Record #482: La Dispute – Wildlife (2011)

wildlife.jpgIn the great scheme of music history, it’s near impossible to talk about La Dispute without mentioning mewithoutYou. And I’m as guilty as anyone in that regard—mewithoutYou has been my favorite band for around thirteen years, and they were the first band to mix hardcore conventions and spoken-word (shouted-word?) vocals that La Dispute also uses.

It was this very relationship that kept me from La Dispute. I dismissed them as derivative—runners-up that sought to usurp of the throne mewithoutYou abdicated when they had their folky phase.

But then, I actually started listening to La Dispute. And brother, they don’t deserve my dismissal.

Sure, the basic building blocks are the same—melodic hardcore instrumentation accompanied by shouted vocals. But a comparison of the two discographies will prove that there is plenty acreage to plow there without running into eachother.

While Jordan Dreyer has the same sophisticated bookishness as Aaron Weiss, it’s aimed in a different direction. If Aaron is a poet, Jordan is a journalist. His writing is concrete and narrative-based, filled with all of the inconsequential details that stick out for no reason—the feeling of a key sliding past the tumblers before opening the door, the way the grass grows through the concrete in front of an abandoned church, the shape of a skyline in the rearview mirror.

These details punctuate the loss and tragedy that informs Wildlife, itself a collection of conceptual short stories that follow strangers: speculative explorations into the lives of others.

As a result, Wildlife is a dense record, and the one (of the two La Dispute records I own) that I return to least often. It’s three minutes short of a full hour, filled with some of the heaviest narratives to put to tape. A families wrestles with loving their schizophrenic son. A detached narrator wrestles with the emptiness of his one-night stands. A child is murdered in a drive-by, sending his shooter into an impassioned plea, wrestling with the death he deserves and the morality of his suicide. Listening to the record often feels like digesting an entire collection of Hemingway stories at once.

Naturally, there are no choruses here. Often, there aren’t even rhymes. Jordan passionately spills his narratives while the band matches pace.
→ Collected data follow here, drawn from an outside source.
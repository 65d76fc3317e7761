//! Integration tests for the repository layer against a real database:
//! - Project creation with phases and team in one transaction
//! - Compare-and-set status updates
//! - Team lead bookkeeping
//! - Pending document triage (all-or-nothing linking)
//! - Checklist upsert and notifications

use serde_json::json;
use slf_core::phases::PhaseDurations;
use slf_core::types::DbId;
use slf_core::wizard::ProjectForm;
use slf_db::models::client::CreateClient;
use slf_db::models::document::CreateDocument;
use slf_db::models::inspection::{CreateInspection, UpsertChecklistResponse};
use slf_db::models::profile::CreateProfile;
use slf_db::models::project::ProjectFilter;
use slf_db::models::team::CreateTeamMember;
use slf_db::repositories::{
    ChecklistRepo, ClientRepo, DocumentRepo, InspectionRepo, NotificationRepo, PhaseRepo,
    ProfileRepo, ProjectRepo, TeamRepo, TriageRepo,
};
use sqlx::PgPool;

// ---------------------------------------------------------------------------
// Helpers
// ---------------------------------------------------------------------------

async fn profile(pool: &PgPool, name: &str, role: &str, client_id: Option<DbId>) -> DbId {
    ProfileRepo::create(
        pool,
        &CreateProfile {
            full_name: name.to_string(),
            email: format!("{}@example.test", name.to_lowercase().replace(' ', ".")),
            role: role.to_string(),
            specialization: None,
            client_id,
        },
    )
    .await
    .unwrap()
    .id
}

async fn client(pool: &PgPool, name: &str, created_by: DbId) -> DbId {
    ClientRepo::create(
        pool,
        created_by,
        &CreateClient {
            name: name.to_string(),
            company_name: None,
            email: None,
            phone: None,
            address: None,
        },
    )
    .await
    .unwrap()
    .id
}

fn form(client_id: DbId, lead_id: DbId, inspector_id: DbId) -> ProjectForm {
    ProjectForm {
        name: Some("Gedung Serbaguna".into()),
        application_type: Some("SLF_BARU".into()),
        location: Some("Jl. Merdeka 45".into()),
        city: Some("Bandung".into()),
        client_id: Some(client_id),
        phase_durations: PhaseDurations::default(),
        project_lead_id: Some(lead_id),
        inspector_ids: vec![inspector_id],
        ..Default::default()
    }
}

async fn upload(pool: &PgPool, uploader: DbId, name: &str) -> DbId {
    DocumentRepo::create(
        pool,
        uploader,
        &CreateDocument {
            project_id: None,
            document_type: "PERMIT".to_string(),
            name: name.to_string(),
            metadata: Some(json!({"building_info": {"name": "Ruko Melati", "address": "Jl. Melati 3", "city": "Bogor"}})),
            url: None,
        },
    )
    .await
    .unwrap()
    .id
}

// ---------------------------------------------------------------------------
// Projects
// ---------------------------------------------------------------------------

#[sqlx::test(migrations = "../../db/migrations")]
async fn test_create_project_writes_phases_and_team(pool: PgPool) {
    let admin = profile(&pool, "Ayu Admin", "admin_lead", None).await;
    let lead = profile(&pool, "Budi Lead", "project_lead", None).await;
    let inspector = profile(&pool, "Citra Inspector", "inspector", None).await;
    let client_id = client(&pool, "PT Maju", admin).await;

    let plan = form(client_id, lead, inspector).into_plan(admin).unwrap();
    let project = ProjectRepo::create_with_plan(&pool, &plan).await.unwrap();

    assert_eq!(project.status, "draft");
    assert_eq!(project.project_lead_id, Some(lead));
    assert_eq!(project.admin_lead_id, Some(admin));
    assert_eq!(project.phase_durations["reporting"], 10);

    let phases = PhaseRepo::list_by_project(&pool, project.id).await.unwrap();
    let numbers: Vec<i16> = phases.iter().map(|p| p.phase_number).collect();
    assert_eq!(numbers, vec![1, 2, 3, 4, 5]);
    assert_eq!(phases[0].status, "in_progress");
    assert!(phases[1..].iter().all(|p| p.status == "pending"));

    let team = TeamRepo::list_by_project(&pool, project.id).await.unwrap();
    let roles: Vec<&str> = team.iter().map(|m| m.role.as_str()).collect();
    assert_eq!(roles, vec!["admin_lead", "project_lead", "inspector"]);
}

#[sqlx::test(migrations = "../../db/migrations")]
async fn test_failed_team_insert_rolls_back_project(pool: PgPool) {
    let admin = profile(&pool, "Ayu Admin", "admin_lead", None).await;
    let client_id = client(&pool, "PT Maju", admin).await;

    // Neither the lead nor the inspector exists.
    let plan = form(client_id, 9_999, 9_998).into_plan(admin).unwrap();
    assert!(ProjectRepo::create_with_plan(&pool, &plan).await.is_err());

    let all = ProjectRepo::list(&pool, &ProjectFilter::default()).await.unwrap();
    assert!(all.is_empty());
}

#[sqlx::test(migrations = "../../db/migrations")]
async fn test_status_compare_and_set(pool: PgPool) {
    let admin = profile(&pool, "Ayu Admin", "admin_lead", None).await;
    let lead = profile(&pool, "Budi Lead", "project_lead", None).await;
    let inspector = profile(&pool, "Citra Inspector", "inspector", None).await;
    let client_id = client(&pool, "PT Maju", admin).await;
    let plan = form(client_id, lead, inspector).into_plan(admin).unwrap();
    let project = ProjectRepo::create_with_plan(&pool, &plan).await.unwrap();

    let moved = ProjectRepo::update_status_if(&pool, project.id, "draft", "submitted")
        .await
        .unwrap();
    assert_eq!(moved.unwrap().status, "submitted");

    let stale = ProjectRepo::update_status_if(&pool, project.id, "draft", "cancelled")
        .await
        .unwrap();
    assert!(stale.is_none());

    let current = ProjectRepo::find_by_id(&pool, project.id).await.unwrap().unwrap();
    assert_eq!(current.status, "submitted");
}

#[sqlx::test(migrations = "../../db/migrations")]
async fn test_member_filter_finds_team_projects(pool: PgPool) {
    let admin = profile(&pool, "Ayu Admin", "admin_lead", None).await;
    let lead = profile(&pool, "Budi Lead", "project_lead", None).await;
    let inspector = profile(&pool, "Citra Inspector", "inspector", None).await;
    let outsider = profile(&pool, "Dewi Drafter", "drafter", None).await;
    let client_id = client(&pool, "PT Maju", admin).await;
    let plan = form(client_id, lead, inspector).into_plan(admin).unwrap();
    ProjectRepo::create_with_plan(&pool, &plan).await.unwrap();

    let mine = |id| ProjectFilter {
        member_id: Some(id),
        ..Default::default()
    };
    assert_eq!(ProjectRepo::list(&pool, &mine(inspector)).await.unwrap().len(), 1);
    assert!(ProjectRepo::list(&pool, &mine(outsider)).await.unwrap().is_empty());
}

// ---------------------------------------------------------------------------
// Teams
// ---------------------------------------------------------------------------

#[sqlx::test(migrations = "../../db/migrations")]
async fn test_adding_and_removing_lead_updates_project(pool: PgPool) {
    let admin = profile(&pool, "Ayu Admin", "admin_lead", None).await;
    let lead = profile(&pool, "Budi Lead", "project_lead", None).await;
    let new_lead = profile(&pool, "Eko Lead", "project_lead", None).await;
    let inspector = profile(&pool, "Citra Inspector", "inspector", None).await;
    let client_id = client(&pool, "PT Maju", admin).await;
    let plan = form(client_id, lead, inspector).into_plan(admin).unwrap();
    let project = ProjectRepo::create_with_plan(&pool, &plan).await.unwrap();

    let member = TeamRepo::add(
        &pool,
        project.id,
        &CreateTeamMember {
            user_id: new_lead,
            role: "project_lead".into(),
        },
        admin,
    )
    .await
    .unwrap();
    let reloaded = ProjectRepo::find_by_id(&pool, project.id).await.unwrap().unwrap();
    assert_eq!(reloaded.project_lead_id, Some(new_lead));

    assert!(TeamRepo::remove(&pool, project.id, member.id).await.unwrap());
    let reloaded = ProjectRepo::find_by_id(&pool, project.id).await.unwrap().unwrap();
    assert_eq!(reloaded.project_lead_id, None);
    assert!(!TeamRepo::remove(&pool, project.id, member.id).await.unwrap());
}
And you know what, nobody ever talks about La Dispute the band, overshadowed as they are by the fire of their frontman. But they deserve just as much as the acclaim. As a musician myself, I can tell you that it isn’t always easy to capture the mood of a lyric in music—or vice versa. Yet the instrumentalists keep in lockstep with Jordan, even as his stories weave up and down back alley streets, through crime scenes, and hotel hallways. Through the entire record, there isn’t a single moment where they break that connection.

And while this record doesn’t get very much play on my turntable, it’s nevertheless a masterpiece. A significant work from a band at the top of their form. It just doesn’t lend itself much to casual listening.